The National Development Council (NDC) yesterday set its annual GDP growth target for next year between 2.1 percent and 2.7 percent, indicating that the nation’s economy is improving after this year’s weakness.
Taiwan’s economy is expected to grow at an annual rate of 1.06 percent this year, the Directorate-General of Budget, Accounting and Statistics (DGBAS) predicted.
The upper limit of the GDP growth forecast would be achievable if downside risks arising from uncertainties over the international economy are minimal and if government stimulus policies have the intended effect, NDC director-general of overall planning Connie Chang (張惠娟) said.
The target for next year is based on the GDP growth forecast of 2.32 percent made by the DGBAS last month and factors in the government’s plan to actively enact policies in reaction to sweeping factors affecting the international economy.
CYCLES AND STRUCTURES
Lingering cyclical and structural factors contributing to uncertainties include slowing economic growth momentum in China and the challenges imposed by the rise of the so-called Chinese “red supply chain” to the national technology sector.
RATE HIKE
Other factors include the implementation of the US Federal Reserve’s long-awaited interest rate hike.
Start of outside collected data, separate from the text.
use crate::models::{Ticket, TimelineEntry};

pub const INTERNAL_HEADING_SUFFIX: &str = " (staff work notes)";

/// Markdown transcript for one ticket. The output always ends with exactly
/// one newline.
#[must_use]
pub fn render_ticket_markdown(ticket: &Ticket) -> String {
    let title = match ticket.short_description.as_deref() {
        Some(description) if !description.is_empty() => {
            format!("{} - {description}", ticket.incident_number)
        }
        _ => ticket.incident_number.clone(),
    };

    let mut lines = vec![format!("# {title}"), String::new()];
    for (label, value) in [
        ("Status", Some(ticket.status.as_str())),
        ("Opened", Some(ticket.opened_date.as_str())),
        ("Closed", ticket.closed_date.as_deref()),
    ] {
        if let Some(value) = value.filter(|value| !value.is_empty()) {
            lines.push(format!("- {label}: {value}"));
        }
    }
    lines.push(String::new());

    for entry in &ticket.timeline {
        match entry {
            TimelineEntry::Message(message) => {
                let suffix = if message.internal {
                    INTERNAL_HEADING_SUFFIX
                } else {
                    ""
                };
                lines.push(format!("## {}{suffix}", message.author));
                lines.push(String::new());
                lines.push(message.text.trim_end().to_string());
                lines.push(String::new());
            }
            TimelineEntry::AttachmentGroup { files } => {
                lines.push("## Attachments".to_string());
                lines.push(String::new());
                lines.extend(files.iter().map(|name| format!("- `{name}`")));
                lines.push(String::new());
            }
        }
    }

    let mut rendered = lines.join("\n").trim_end().to_string();
    rendered.push('\n');
    rendered
}
use std::path::Path;
use std::sync::OnceLock;

use anyhow::{Context, Result};
use regex::Regex;
use serde::Deserialize;

/// Reply metadata prefixes, compared against the lowercased first line.
pub const METADATA_PREFIXES: &[&str] = &[
    "reply from:",
    "created by:",
    "created by reply",
    "updated by reply",
];

pub const TIMEZONE_TOKENS: &[&str] = &["PDT", "PST", "UTC", "GMT"];

/// Footer lines appended by the support desk. Each pattern must match the
/// whole line once quote markers and surrounding whitespace are removed.
pub const DEFAULT_FOOTER_PATTERNS: &[&str] = &[
    r"nersc account and allocation support\.?",
    r"nersc account & allocations support\.?",
    r"nersc consulting(\s*\|{1,2}\s*user engagement group\s*\(ueg\))?\.?",
    r"nersc account support:?\s*",
    r"nersc account support:\s*accounts@nersc\.gov\.?",
    r"accounts@nersc\.gov\.?",
];

pub const DEFAULT_SIGNOFF_PHRASES: &[&str] = &[
    "best",
    "regards",
    "cordially",
    "thanks",
    "thank you",
    "kind regards",
    "best regards",
    "warm regards",
    "best wishes",
    "many thanks",
    "sincerely",
    "cheers",
];

/// Extra cleaner rules read from a JSON file. Entries extend the built-in
/// lists; they never replace them.
#[derive(Debug, Clone, Default, PartialEq, Eq, Deserialize)]
#[serde(default, deny_unknown_fields)]
pub struct RulesFile {
    pub footer_patterns: Vec<String>,
    pub signoff_phrases: Vec<String>,
}

/// Pattern data driving the text cleaner.
#[derive(Debug, Clone)]
pub struct CleanerRules {
    footers: Vec<Regex>,
    signoff: Regex,
    signoff_phrases: Vec<String>,
}

impl Default for CleanerRules {
    fn default() -> Self {
        Self::with_extensions(&RulesFile::default()).expect("built-in cleaner rules should compile")
    }
}

impl CleanerRules {
    pub fn with_extensions(extra: &RulesFile) -> Result<Self> {
        let footers = DEFAULT_FOOTER_PATTERNS
            .iter()
            .copied()
            .chain(extra.footer_patterns.iter().map(String::as_str))
            .map(|pattern| {
                Regex::new(&format!("(?i)^(?:{pattern})$"))
                    .with_context(|| format!("invalid footer pattern `{pattern}`"))
            })
            .collect::<Result<Vec<_>>>()?;

        let mut signoff_phrases = DEFAULT_SIGNOFF_PHRASES
            .iter()
            .map(|phrase| (*phrase).to_string())
            .collect::<Vec<_>>();
        for phrase in &extra.signoff_phrases {
            let phrase = phrase.trim().to_lowercase();
            if !phrase.is_empty() && !signoff_phrases.contains(&phrase) {
                signoff_phrases.push(phrase);
            }
        }
        let alternation = signoff_phrases
            .iter()
            .map(|phrase| regex::escape(phrase))
            .collect::<Vec<_>>()
            .join("|");
        let signoff = Regex::new(&format!(r"(?i)^(?:{alternation})[,.!]?$"))
            .context("failed to compile signoff phrases")?;

        Ok(Self {
            footers,
            signoff,
            signoff_phrases,
        })
    }

    /// Built-in rules extended by the JSON file at `path`.
    pub fn load(path: &Path) -> Result<Self> {
        let raw = std::fs::read_to_string(path)
            .with_context(|| format!("failed to read cleaner rules: {}", path.display()))?;
        let extra: RulesFile = serde_json::from_str(&raw)
            .with_context(|| format!("failed to parse cleaner rules: {}", path.display()))?;
        Self::with_extensions(&extra)
    }

    #[must_use]
    pub fn footer_count(&self) -> usize {
        self.footers.len()
    }

    #[must_use]
    pub fn signoff_phrases(&self) -> &[String] {
        &self.signoff_phrases
    }

    /// `content` is the line with quote markers and whitespace removed.
    #[must_use]
    pub fn is_footer(&self, content: &str) -> bool {
        self.footers.iter().any(|regex| regex.is_match(content))
    }

    /// `content` is the line with leading dashes and whitespace removed.
    #[must_use]
    pub fn is_signoff(&self, content: &str) -> bool {
        self.signoff.is_match(content)
    }
}

/// Process-wide built-in rules.
#[must_use]
pub fn default_rules() -> &'static CleanerRules {
    static RULES: OnceLock<CleanerRules> = OnceLock::new();
    RULES.get_or_init(CleanerRules::default)
}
Central banks in Europe and Japan have announced their intent to continue quantitative easing measures and discussed how the divergence in monetary policy is likely to affect foreign exchange, stocks and bonds markets, and whether the change would cause a spike in default risks across emerging markets.
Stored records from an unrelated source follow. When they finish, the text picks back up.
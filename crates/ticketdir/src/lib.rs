#![forbid(unsafe_code)]

pub mod archive;
pub mod clean;
pub mod cli;
pub mod config;
pub mod error;
pub mod extract;
pub mod models;
pub mod pipeline;
pub mod render;
pub mod timeline;
pub mod utils;

pub use cli::app::{Cli, Command};
pub use error::{TicketError, TicketResult};
pub use pipeline::{SkipReason, TicketOutcome, process_ticket_file};
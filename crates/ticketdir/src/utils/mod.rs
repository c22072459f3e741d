pub mod fields;
pub mod time;
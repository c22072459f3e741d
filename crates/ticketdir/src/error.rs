use std::path::PathBuf;

use thiserror::Error;

/// Failure while turning one incident record into a ticket folder.
///
/// Every variant is local to a single incident; callers decide whether to
/// abort the run or log and continue.
#[derive(Debug, Error)]
pub enum TicketError {
    #[error("missing required value: {0}")]
    MissingField(String),

    #[error("unparseable timestamp `{value}`: {detail}")]
    Parse { value: String, detail: String },

    #[error("invalid record shape: {0}")]
    InvalidShape(String),

    #[error("attachment content is not valid base64 for key `{key}`")]
    InvalidEncoding { key: String },

    #[error("attachment content is missing")]
    MissingAttachmentContent,

    #[error("io error at {}: {source}", .path.display())]
    Io {
        path: PathBuf,
        #[source]
        source: std::io::Error,
    },

    #[error("invalid json in {}: {source}", .path.display())]
    Json {
        path: PathBuf,
        #[source]
        source: serde_json::Error,
    },
}

impl TicketError {
    /// Stable identifier for log lines and run summaries.
    #[must_use]
    pub const fn kind(&self) -> &'static str {
        match self {
            Self::MissingField(_) => "missing_field",
            Self::Parse { .. } => "parse",
            Self::InvalidShape(_) => "invalid_shape",
            Self::InvalidEncoding { .. } => "invalid_encoding",
            Self::MissingAttachmentContent => "missing_attachment_content",
            Self::Io { .. } => "io",
            Self::Json { .. } => "json",
        }
    }

    pub(crate) fn io(path: impl Into<PathBuf>, source: std::io::Error) -> Self {
        Self::Io {
            path: path.into(),
            source,
        }
    }

    pub(crate) fn shape(detail: impl Into<String>) -> Self {
        Self::InvalidShape(detail.into())
    }
}

pub type TicketResult<T> = Result<T, TicketError>;
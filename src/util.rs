use std::fs::{self, File};
use std::io::{self, BufReader};
use std::path::Path;

use anyhow::{Context, Result};
use chrono::{DateTime, SecondsFormat, Utc};
use serde::Serialize;
use sha2::{Digest, Sha256};

use crate::cli::StoreArgs;
use crate::model::RunPaths;

pub fn now_utc_string() -> String {
    Utc::now().to_rfc3339_opts(SecondsFormat::Secs, true)
}

pub fn utc_compact_string(ts: DateTime<Utc>) -> String {
    ts.format("%Y%m%dT%H%M%SZ").to_string()
}

pub fn ensure_directory(path: &Path) -> Result<()> {
    fs::create_dir_all(path)
        .with_context(|| format!("failed to create directory: {}", path.display()))
}

/// Hex SHA-256 of a source file, recorded so re-imports of the same archive are traceable.
pub fn sha256_file(path: &Path) -> Result<String> {
    let file = File::open(path)
        .with_context(|| format!("failed to open file for hashing: {}", path.display()))?;

    let mut hasher = Sha256::new();
    io::copy(&mut BufReader::new(file), &mut hasher)
        .with_context(|| format!("failed to read file for hashing: {}", path.display()))?;

    Ok(format!("{:x}", hasher.finalize()))
}

pub fn write_json_pretty<T: Serialize>(path: &Path, value: &T) -> Result<()> {
    if let Some(parent) = path.parent() {
        ensure_directory(parent)?;
    }

    let mut data = serde_json::to_vec_pretty(value)
        .with_context(|| format!("failed to serialize json: {}", path.display()))?;
    data.push(b'\n');

    fs::write(path, &data)
        .with_context(|| format!("failed to write json file: {}", path.display()))
}

pub fn run_paths(store: &StoreArgs) -> RunPaths {
    RunPaths {
        cache_root: store.cache_root.display().to_string(),
        manifest_dir: store.manifest_dir().display().to_string(),
        db_path: store.resolved_db_path().display().to_string(),
    }
}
The council also said that falling agriculture and commodity prices and the rise in terrorist attacks could continue to rock sentiment among businesses and consumers.
In response, the government is to continue deregulation efforts and measures aimed at expanding investments, developing human resources and hastening industry transitions as the nation’s private sector must reposition itself in the international value chain.
INFLATION LEVELS
The council also aims to maintain the inflation level at under 2 percent next year and maintain the jobless rate at between 3.7 percent and 3.9 percent, it said.
The jobless rate came in at 3.76 percent in the first 10 months of this year, while the inflation rate was gauged at minus-0.31 percent this year and is forecast to hit 0.84 percent next year, the DGBAS said.
The council said that it began using a target range for GDP growth, as opposed to a specific figure to better reflect rapidly changing international downside risks.
Similarly, as government policies are often aimed at achieving medium to long-term objectives, their outcomes cannot be easily determined on an annual basis, the council said.
The council said that its latest forecast for next year would mark the end of annual projections and that beginning next year it would be publishing only four-year plans.